According to the Sadvidyā (the science of being) of Uddālaka Āruni, dualistically all things that exist are differentiations, vikāras (transformations) of sat, the primordial being, who is the universal substrate; all things can be identified on account of nāmarūpa (distinct name and form). Purusha (Brahman) created all these multi-folds of Nature by transforming himself. This is the same as the Samkhya theory of causation, Satkaryavada, which is based on the premise that the effect is existent in the cause, and the original cause is Prakṛti composed of three  gunas which are tendencies and modes of operation. Prakrti is closely associated with the concept of Maya within Vedic scripture. The world is seen to be ever-evolving because vikāra (modification) is its svabhāva (nature); origination and dissolution are two vikāras, and causal efficiency is the power to initiate change. A change (vikāra) can take place only when there is action. Vivartavada of Advaita Vedanta involves apparent vikāra or modification, a mere illusion.
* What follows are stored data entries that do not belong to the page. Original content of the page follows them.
//! Signal handling for graceful shutdown

use std::io;

use tokio::signal::unix::{signal, Signal, SignalKind};
use tracing::debug;

/// Handles shutdown signals (SIGTERM, SIGINT)
pub struct ShutdownSignal {
    sigterm: Signal,
    sigint: Signal,
}

impl ShutdownSignal {
    /// Register the signal handlers
    ///
    /// Must be called inside a tokio runtime.
    pub fn new() -> io::Result<Self> {
        Ok(Self {
            sigterm: signal(SignalKind::terminate())?,
            sigint: signal(SignalKind::interrupt())?,
        })
    }

    /// Wait for the next shutdown signal
    pub async fn wait(&mut self) {
        tokio::select! {
            _ = self.sigterm.recv() => {
                debug!("received SIGTERM");
            }
            _ = self.sigint.recv() => {
                debug!("received SIGINT");
            }
        }
    }
}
In Ayurveda, diseases produced by one dosha are known as nanatmaja-vikāra, those produced by more than one dosha are known as samanyaja-vikāra; these are not vyādhi-rogas but distinct and treatable disorders. Kāma (lust), Krodha (anger), Lobha (greed), Moha (deep emotional attachment, stupidity), Mātsarya (envy) and Madā (pride, wantonness) are the vikāras of the mind mentioned in the Bhagavad Gita.